Besides the songs, Gulzar also wrote the film’s screenplay and dialogue. In a conversation with Nasreen Munni Kabir published in the book ‘In the Company of a Poet’, Gulzar mentioned that in a bid to adapt Eric Segal’s Man, Woman and Child in an Indianised context, he had dropped the novel’s movie-world setting and instead decided to root it in Delhi and Nainital. As for why his lyrics often have a conversational feel, he explained to Kabir, quoting TS Eliot, that “the best form of poetry, especially when talking of blank verse, is when it reaches the level of conversation and talks to you.” In another interview, this time with Livemint, he related a particularly amusing anecdote where he spoke of having creative differences with the young Shekhar Kapur. Apparently, Kapur wasn’t happy with “Lakdi ki kaathi” and believed to have approached the veteran lyricist with a suggestion to rework it. “Shekhar was adamant on adding a line, “Bibiji tea pee ke aayi.” I didn’t agree and left the song midway,” Gulzar told Livemint in 2016. “Shabana (Azmi) fired him and told him, “Bachchon ke gaanon pe kabhi Gulzar se panga mat lena (don’t ever mess with Gulzar when it comes to children’s songs).”

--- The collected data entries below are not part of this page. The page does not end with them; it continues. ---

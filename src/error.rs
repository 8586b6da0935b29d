//! Error taxonomy shared by the bridge, channel, and queue state machines.
//!
//! Each component owns its own error enum and `Result` alias rather than
//! funneling everything through one crate-wide error type — the bridge can
//! only ever fail with cancellation, the channel has two programmer-error
//! kinds on top of that, and both can carry an opaque user error forwarded
//! verbatim from a callback or publisher.

use std::fmt;

/// The surrounding task was cooperatively cancelled.
///
/// Carries no payload — cancellation is a signal, not a value. Produced at
/// every suspension point named in the crate (`await_cancellable`,
/// iterator `next`, channel `send`, queue `perform`) and never swallowed
/// silently except by the explicit [`crate::iterator::NeverFailsIterator`]
/// adapter, which maps it (and any user error) to end-of-sequence by
/// design.
#[derive(Debug, Clone, Copy, PartialEq, Eq)]
pub struct Cancelled;

impl fmt::Display for Cancelled {
    fn fmt(&self, f: &mut fmt::Formatter<'_>) -> fmt::Result {
        write!(f, "operation was cancelled")
    }
}

impl std::error::Error for Cancelled {}

/// Error produced by [`crate::bridge::await_cancellable`].
#[derive(thiserror::Error, Debug)]
pub enum BridgeError<E> {
    /// The awaiting task was cancelled before or during the callback.
    #[error("operation was cancelled")]
    Cancelled,

    /// The callback completed with a caller-supplied error.
    #[error(transparent)]
    User(E),
}

impl<E> From<Cancelled> for BridgeError<E> {
    fn from(_: Cancelled) -> Self {
        BridgeError::Cancelled
    }
}

/// Result alias scoped to [`BridgeError`].
pub type BridgeResult<T, E> = Result<T, BridgeError<E>>;

/// Error produced by [`crate::channel::AsyncChannel::send`] and
/// [`crate::channel::AsyncChannel::send_completion`].
#[derive(thiserror::Error, Debug)]
pub enum ChannelError {
    /// A `send` or `send_completion` overlapped with another outstanding
    /// `send` on the same channel. This is a programmer error: the
    /// channel forbids multi-producer concurrent `send` by contract
    /// (see `spec.md` §4.4); it does not transition the channel into a
    /// failure state.
    #[error("concurrent access: a send is already outstanding on this channel")]
    ConcurrentAccess,

    /// `send` or `send_completion` was attempted after the channel
    /// already reached a terminal state (`finished` or `cancelled`).
    #[error("output to finished: the channel has already terminated")]
    OutputToFinished,

    /// The producer's task was cancelled while a `send` was outstanding.
    #[error("operation was cancelled")]
    Cancelled,
}

/// Result alias scoped to [`ChannelError`].
pub type ChannelResult<T> = Result<T, ChannelError>;

/// Error produced by [`crate::queue::AsyncQueue::perform`] and the
/// throwing flavor of [`crate::queue::AsyncQueue::enqueue`].
#[derive(thiserror::Error, Debug)]
pub enum QueueError<E> {
    /// The calling task was cancelled while awaiting the queued
    /// operation (only surfaced from `perform`, see `spec.md` §9).
    #[error("operation was cancelled")]
    Cancelled,

    /// The queued operation itself failed.
    #[error(transparent)]
    Operation(E),
}

impl<E> From<Cancelled> for QueueError<E> {
    fn from(_: Cancelled) -> Self {
        QueueError::Cancelled
    }
}

/// Result alias scoped to [`QueueError`].
pub type QueueResult<T, E> = Result<T, QueueError<E>>;

/// Error produced by [`crate::iterator::AsyncPublisherIterator::next`].
#[derive(thiserror::Error, Debug)]
pub enum IteratorError<E> {
    /// The awaiting task was cancelled before a value, a terminal
    /// completion, or a failure arrived from upstream. A cancelled
    /// iterator stays cancelled: every subsequent `next()` also returns
    /// this, rather than being indistinguishable from end-of-sequence.
    #[error("operation was cancelled")]
    Cancelled,

    /// The upstream publisher completed with a caller-supplied error.
    #[error(transparent)]
    User(E),
}

impl<E> From<Cancelled> for IteratorError<E> {
    fn from(_: Cancelled) -> Self {
        IteratorError::Cancelled
    }
}

/// Result alias scoped to [`IteratorError`].
pub type IteratorResult<T, E> = Result<T, IteratorError<E>>;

Listen to “Lakdi ki kaathi” and you will see why. Like many Gulzar lullabies, it bears its writer’s special stamp. On surface, “Lakdi ki kaathi” looks like a child’s play but dig deeper and you will find buried inside it a thought-provoking composition, with unbelievable layers and richness that belies the expectations of a children’s ditty. In a song all about children and the joys of childhood, the inimitable Gulzar manages to drop covert tributes to Mirza Ghalib (one line from the song goes, ‘Ghoda apna tagda hai dekho kitni charbi hai/ Chalta hai Mehrauli mein par ghoda apna Arabi hai) but that’s for another day. For now, let’s savour “Tujhse naaraz nahin zindagi” and its celebration of life’s wondrous and often, puzzling joys.